Action item » In the entries that follow, find the word "SqliteRow" and report each line it is on.

Entries provided »
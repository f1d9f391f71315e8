//! Row mapping helpers for `SQLite` queries.

use crate::error::DbError;
use chrono::{DateTime, SecondsFormat, Utc};
use coinwatch_core::{MarketSnapshot, PricePoint};
use sqlx::Row;
use sqlx::sqlite::SqliteRow;

/// Timestamps are stored as fixed-width RFC 3339 text so that string
/// comparison in SQL matches chronological order.
pub fn format_timestamp(ts: DateTime<Utc>) -> String {
    ts.to_rfc3339_opts(SecondsFormat::Micros, true)
}

pub fn parse_timestamp(raw: &str) -> Result<DateTime<Utc>, DbError> {
    DateTime::parse_from_rfc3339(raw)
        .map(|dt| dt.with_timezone(&Utc))
        .map_err(|_| DbError::BadTimestamp(raw.to_string()))
}

/// Shared SELECT column list for market snapshot queries.
pub const SNAPSHOT_SELECT_COLUMNS: &str =
    "token, price, volume, market_cap, price_change_24h, timestamp";

pub fn row_to_snapshot(row: &SqliteRow) -> Result<MarketSnapshot, DbError> {
    let raw_ts: String = row.try_get("timestamp")?;
    Ok(MarketSnapshot {
        symbol: row.try_get("token")?,
        price: row.try_get("price")?,
        price_change_24h: row.try_get("price_change_24h")?,
        volume: row.try_get("volume")?,
        market_cap: row.try_get("market_cap")?,
        last_updated: parse_timestamp(&raw_ts)?,
    })
}

pub fn row_to_price_point(row: &SqliteRow) -> Result<PricePoint, DbError> {
    let raw_ts: String = row.try_get("timestamp")?;
    Ok(PricePoint {
        price: row.try_get("price")?,
        timestamp: parse_timestamp(&raw_ts)?,
    })
}

#[cfg(test)]
mod tests {
    use super::*;
    use chrono::TimeZone;

    #[test]
    fn timestamp_round_trips() {
        let ts = Utc.with_ymd_and_hms(2025, 6, 1, 12, 30, 45).unwrap();
        let text = format_timestamp(ts);
        assert_eq!(parse_timestamp(&text).unwrap(), ts);
    }

    #[test]
    fn formatted_timestamps_sort_chronologically() {
        let early = Utc.with_ymd_and_hms(2025, 6, 1, 9, 0, 0).unwrap();
        let late = Utc.with_ymd_and_hms(2025, 6, 1, 10, 0, 0).unwrap();
        assert!(format_timestamp(early) < format_timestamp(late));
    }

    #[test]
    fn malformed_timestamp_is_an_error() {
        assert!(matches!(
            parse_timestamp("not a date"),
            Err(DbError::BadTimestamp(_))
        ));
    }
}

Result »
use sqlx::sqlite::SqliteRow;
pub fn row_to_snapshot(row: &SqliteRow) -> Result<MarketSnapshot, DbError> {
pub fn row_to_price_point(row: &SqliteRow) -> Result<PricePoint, DbError> {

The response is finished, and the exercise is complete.